ちょ、ちょっと張り切り過ぎかな、オレの答え方…。
やっぱり知り合いっていってもダメだよな。
字も書けないなんて…。
世の中そんなに甘くないってやつで。


「じゃあ明日から、来てくれる?」
「…え?オレ、働いていいんですか?」
「うん、よろしくね、シロくん。

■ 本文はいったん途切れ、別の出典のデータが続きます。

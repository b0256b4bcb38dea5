use serde::{Deserialize, Serialize};
use std::collections::{HashMap, HashSet};

use crate::error::EngineError;
use crate::tokenizer::tokenize;
use crate::vector::{self, SparseVector};

/// One document handed to [`Corpus::build`]: stable id, display name, raw text.
#[derive(Debug, Clone, Serialize, Deserialize)]
pub struct DocInput {
    pub id: String,
    pub name: String,
    pub text: String,
}

/// An indexed document. Immutable once built.
#[derive(Debug, Clone)]
pub struct Document {
    pub id: String,
    pub name: String,
    pub text: String,
    /// tf-idf weight per term; only terms occurring in the text are present.
    pub weights: SparseVector,
    /// Euclidean norm of `weights`. Zero exactly when the text has no tokens.
    pub norm: f32,
}

/// A fully built, immutable corpus: documents in build order plus the shared
/// document-frequency table. Adding or removing a document means rebuilding.
#[derive(Debug, Default)]
pub struct Corpus {
    docs: Vec<Document>,
    df: HashMap<String, u32>,
}

/// Smoothed inverse document frequency: `ln((N+1)/(df+1)) + 1`.
/// Strictly positive for any `0 <= df <= N`, including df = 0 (unseen terms)
/// and df = N (terms present in every document).
pub(crate) fn idf(df: u32, num_docs: usize) -> f32 {
    ((num_docs as f32 + 1.0) / (df as f32 + 1.0)).ln() + 1.0
}

impl Corpus {
    /// Build a corpus from the full document set in one pass: per-document
    /// term frequencies, the shared document-frequency table, then tf-idf
    /// weights and norms.
    ///
    /// Duplicate ids are rejected with [`EngineError::DuplicateDocId`].
    /// An empty input is valid and produces an empty corpus.
    pub fn build(inputs: Vec<DocInput>) -> Result<Self, EngineError> {
        let mut seen: HashSet<&str> = HashSet::with_capacity(inputs.len());
        for input in &inputs {
            if !seen.insert(input.id.as_str()) {
                return Err(EngineError::DuplicateDocId(input.id.clone()));
            }
        }

        let num_docs = inputs.len();
        let mut tf_per_doc: Vec<HashMap<String, u32>> = Vec::with_capacity(num_docs);
        let mut df: HashMap<String, u32> = HashMap::new();
        for input in &inputs {
            let mut tf: HashMap<String, u32> = HashMap::new();
            for term in tokenize(&input.text) {
                *tf.entry(term).or_insert(0) += 1;
            }
            for term in tf.keys() {
                *df.entry(term.clone()).or_insert(0) += 1;
            }
            tf_per_doc.push(tf);
        }

        let mut docs = Vec::with_capacity(num_docs);
        for (input, tf) in inputs.into_iter().zip(tf_per_doc) {
            let mut weights = SparseVector::with_capacity(tf.len());
            for (term, count) in tf {
                let weight = count as f32 * idf(df[&term], num_docs);
                weights.insert(term, weight);
            }
            let norm = vector::norm(&weights);
            docs.push(Document {
                id: input.id,
                name: input.name,
                text: input.text,
                weights,
                norm,
            });
        }

        tracing::debug!(num_docs, num_terms = df.len(), "corpus built");
        Ok(Self { docs, df })
    }

    /// Number of documents.
    pub fn len(&self) -> usize {
        self.docs.len()
    }

    pub fn is_empty(&self) -> bool {
        self.docs.is_empty()
    }

    /// Documents in build order.
    pub fn docs(&self) -> &[Document] {
        &self.docs
    }

    pub fn get(&self, id: &str) -> Option<&Document> {
        self.docs.iter().find(|d| d.id == id)
    }

    /// Number of documents containing `term` at least once.
    pub fn doc_frequency(&self, term: &str) -> u32 {
        self.df.get(term).copied().unwrap_or(0)
    }

    /// Number of distinct terms across the corpus.
    pub fn num_terms(&self) -> usize {
        self.df.len()
    }
}

#[cfg(test)]
mod tests {
    use super::*;
    use crate::error::EngineError;

    fn doc(id: &str, text: &str) -> DocInput {
        DocInput {
            id: id.to_string(),
            name: format!("{id}.md"),
            text: text.to_string(),
        }
    }

    #[test]
    fn empty_corpus_builds() {
        let corpus = Corpus::build(Vec::new()).unwrap();
        assert!(corpus.is_empty());
        assert_eq!(corpus.num_terms(), 0);
    }

    #[test]
    fn df_counts_documents_not_occurrences() {
        let corpus = Corpus::build(vec![doc("a", "cat cat cat"), doc("b", "cat dog")]).unwrap();
        assert_eq!(corpus.doc_frequency("cat"), 2);
        assert_eq!(corpus.doc_frequency("dog"), 1);
        assert_eq!(corpus.doc_frequency("fish"), 0);
    }

    #[test]
    fn duplicate_ids_are_rejected() {
        let err = Corpus::build(vec![doc("a", "x"), doc("a", "y")]).unwrap_err();
        match err {
            EngineError::DuplicateDocId(id) => assert_eq!(id, "a"),
        }
    }

    #[test]
    fn norm_zero_iff_no_tokens() {
        let corpus = Corpus::build(vec![doc("a", "!!! ..."), doc("b", "word")]).unwrap();
        assert_eq!(corpus.docs()[0].norm, 0.0);
        assert!(corpus.docs()[1].norm > 0.0);
    }

    #[test]
    fn weights_are_positive_only_for_present_terms() {
        let corpus = Corpus::build(vec![doc("a", "cat dog"), doc("b", "cat")]).unwrap();
        let a = &corpus.docs()[0];
        assert!(a.weights["cat"] > 0.0);
        assert!(a.weights["dog"] > 0.0);
        assert!(!a.weights.contains_key("fish"));
        let b = &corpus.docs()[1];
        assert!(!b.weights.contains_key("dog"));
    }

    #[test]
    fn idf_positive_across_df_range() {
        // df = 0, df = N, and in between all yield a strictly positive idf
        for n in [0usize, 1, 2, 10] {
            for df in 0..=(n as u32) {
                assert!(idf(df, n) > 0.0, "idf({df}, {n}) must be positive");
            }
        }
    }
}
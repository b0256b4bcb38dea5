use anyhow::{anyhow, Context, Result};
use reqwest::Client;
use serde::{Deserialize, Serialize};
use std::time::Duration;

#[derive(Debug, Clone, Serialize)]
pub struct ChatMessage {
    pub role: String,
    pub content: String,
}

impl ChatMessage {
    pub fn system(content: impl Into<String>) -> Self {
        Self {
            role: "system".into(),
            content: content.into(),
        }
    }

    pub fn user(content: impl Into<String>) -> Self {
        Self {
            role: "user".into(),
            content: content.into(),
        }
    }
}

#[derive(Serialize)]
struct ChatRequest<'a> {
    model: &'a str,
    messages: &'a [ChatMessage],
    temperature: f32,
    max_tokens: u32,
}

#[derive(Deserialize)]
struct ChatResponse {
    #[serde(default)]
    choices: Vec<Choice>,
}

#[derive(Deserialize)]
struct Choice {
    message: ChoiceMessage,
}

#[derive(Deserialize)]
struct ChoiceMessage {
    content: String,
}

#[derive(Deserialize)]
struct ModelsResponse {
    #[serde(default)]
    data: Vec<ModelEntry>,
}

#[derive(Deserialize)]
struct ModelEntry {
    id: String,
}

/// Client for an OpenAI-compatible endpoint (`/models`, `/chat/completions`).
/// Errors are propagated to the caller; there are no retries.
pub struct LlmClient {
    http: Client,
    base_url: String,
}

impl LlmClient {
    pub fn new(base_url: &str, timeout: Duration) -> Result<Self> {
        let http = Client::builder()
            .timeout(timeout)
            .build()
            .context("building http client")?;
        Ok(Self {
            http,
            base_url: base_url.trim_end_matches('/').to_string(),
        })
    }

    /// First model id advertised by the endpoint.
    pub async fn default_model(&self) -> Result<String> {
        let url = format!("{}/models", self.base_url);
        let resp: ModelsResponse = self
            .http
            .get(&url)
            .send()
            .await
            .with_context(|| format!("GET {url}"))?
            .error_for_status()?
            .json()
            .await
            .context("decoding /models response")?;
        resp.data
            .into_iter()
            .next()
            .map(|m| m.id)
            .ok_or_else(|| anyhow!("no models returned from {url}"))
    }

    /// Run one chat completion and return the first choice's content.
    pub async fn chat(
        &self,
        model: &str,
        messages: &[ChatMessage],
        temperature: f32,
        max_tokens: u32,
    ) -> Result<String> {
        let url = format!("{}/chat/completions", self.base_url);
        let payload = ChatRequest {
            model,
            messages,
            temperature,
            max_tokens,
        };
        let resp: ChatResponse = self
            .http
            .post(&url)
            .json(&payload)
            .send()
            .await
            .with_context(|| format!("POST {url}"))?
            .error_for_status()?
            .json()
            .await
            .context("decoding chat completion response")?;
        resp.choices
            .into_iter()
            .next()
            .map(|c| c.message.content.trim().to_string())
            .ok_or_else(|| anyhow!("no choices returned from chat completion"))
    }
}

#[cfg(test)]
mod tests {
    use super::*;

    #[test]
    fn base_url_trailing_slash_is_normalized() {
        let client = LlmClient::new("http://localhost:8000/v1/", Duration::from_secs(5)).unwrap();
        assert_eq!(client.base_url, "http://localhost:8000/v1");
    }

    #[test]
    fn chat_request_serializes_openai_shape() {
        let messages = vec![ChatMessage::user("hi")];
        let req = ChatRequest {
            model: "m",
            messages: &messages,
            temperature: 0.2,
            max_tokens: 16,
        };
        let json = serde_json::to_value(&req).unwrap();
        assert_eq!(json["model"], "m");
        assert_eq!(json["messages"][0]["role"], "user");
        assert_eq!(json["messages"][0]["content"], "hi");
        assert_eq!(json["max_tokens"], 16);
    }
}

」
「よ、よろしくお願いします!!」

こんなにあっさり決まっていいんだろうか…。
オレ、ホントに何もできないんだけど。
うん、でも頑張るけどな。




「お前のキラキラした瞳が、印象的だったんだと。」
「え…??」
「窓からじーっとケーキ見てたんだろ?」
「う…っ、そうだけど…。」

そんなじーっと見てたのか、オレ…。
そん時もヨダレ垂らしてなきゃいいけど。
食い意地ばっかりで恥ずかしいなぁ…。
亮平は昨日のオレの話を聞いて、すぐに電話しようとしたらしいけど、オレが勝手に家出てったから、朝電話してくれたらしい。
何から何まで、亮平にはお世話になりっぱなしだ。
オレは働いて、それと傍にいることでお返ししたい。


「お前の甘いもん好きが役に立ったな。」
「へへっ、そっかぁ。あ、でも亮平のほうが好きだからな!」

オレが明るく言うと亮平はちょっと困ったように笑って、オレの手をぎゅっ、と握った。
夕焼けが眩しくて、空気が生暖かい。
もうすぐ夏が来ることが、日に日に昼が長くなるのでわかる。
初めて亮平と一緒に過ごす夏はどんなんだろう。
その前に、明日からのことを考えながら、二人で並んで家に帰った。